**INSTRUCTIONS TO FOLLOW**
Once the lines below holding the string "EcsEncoder" are counted, give that number alone.

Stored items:
::::::::::
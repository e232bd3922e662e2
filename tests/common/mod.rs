//! Shared utilities for integration tests.
#![allow(dead_code)]

use std::net::SocketAddr;
use std::sync::Arc;
use std::time::Duration;

use axum::Router;
use orchestrated_ping::http::server::{routes, with_middleware, AppState};
use orchestrated_ping::lifecycle::{Server, ServerError, ServerState};
use orchestrated_ping::observability::encoder::{CaptureBuffer, EcsEncoder, ServiceIdentity};
use orchestrated_ping::observability::{EcsLayer, MetricsRecorder};
use tokio::net::TcpListener;
use tokio::task::JoinHandle;
use tracing::subscriber::DefaultGuard;
use tracing_subscriber::filter::LevelFilter;
use tracing_subscriber::layer::SubscriberExt;
use tracing_subscriber::Layer;

/// Per-request deadline used unless a test picks its own.
pub const TEST_REQUEST_TIMEOUT: Duration = Duration::from_secs(10);

/// Build the full application router, plus `extra` test-only routes.
pub fn test_router(extra: Router<AppState>) -> (Router, Arc<MetricsRecorder>) {
    test_router_with_timeout(extra, TEST_REQUEST_TIMEOUT)
}

pub fn test_router_with_timeout(
    extra: Router<AppState>,
    request_timeout: Duration,
) -> (Router, Arc<MetricsRecorder>) {
    let metrics = Arc::new(MetricsRecorder::new().unwrap());
    let router = with_middleware(
        routes().merge(extra),
        AppState::new(Arc::clone(&metrics)),
        request_timeout,
    );
    (router, metrics)
}

/// Route every `tracing` event on this thread into an in-memory buffer.
pub fn capture_logs() -> (CaptureBuffer, DefaultGuard) {
    let buf = CaptureBuffer::new();
    let encoder = EcsEncoder::new(buf.sink(), ServiceIdentity::new("orchestrated-ping", "test"));
    let subscriber =
        tracing_subscriber::registry().with(EcsLayer::new(encoder).with_filter(LevelFilter::INFO));
    let guard = tracing::subscriber::set_default(subscriber);
    (buf, guard)
}

/// A server running on a loopback port.
pub struct TestServer {
    pub addr: SocketAddr,
    pub server: Arc<Server>,
    pub metrics: Arc<MetricsRecorder>,
    pub serving: JoinHandle<Result<(), ServerError>>,
}

impl TestServer {
    pub fn url(&self, path: &str) -> String {
        format!("http://{}{}", self.addr, path)
    }
}

/// Serve the application (plus `extra` routes) on 127.0.0.1:<random>.
pub async fn spawn_server(extra: Router<AppState>) -> TestServer {
    spawn_server_with_timeout(extra, TEST_REQUEST_TIMEOUT).await
}

pub async fn spawn_server_with_timeout(
    extra: Router<AppState>,
    request_timeout: Duration,
) -> TestServer {
    let (router, metrics) = test_router_with_timeout(extra, request_timeout);
    let listener = TcpListener::bind("127.0.0.1:0").await.unwrap();
    let addr = listener.local_addr().unwrap();

    let server = Arc::new(Server::new(router, addr.port(), Duration::from_secs(5)));
    let serving = tokio::spawn({
        let server = Arc::clone(&server);
        async move { server.serve(listener).await }
    });

    while server.state() != ServerState::Running {
        tokio::task::yield_now().await;
    }

    TestServer {
        addr,
        server,
        metrics,
        serving,
    }
}

/// A port that was free a moment ago.
pub fn free_port() -> u16 {
    let listener = std::net::TcpListener::bind("127.0.0.1:0").unwrap();
    listener.local_addr().unwrap().port()
}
::::::::::
**TASK RESULT**
2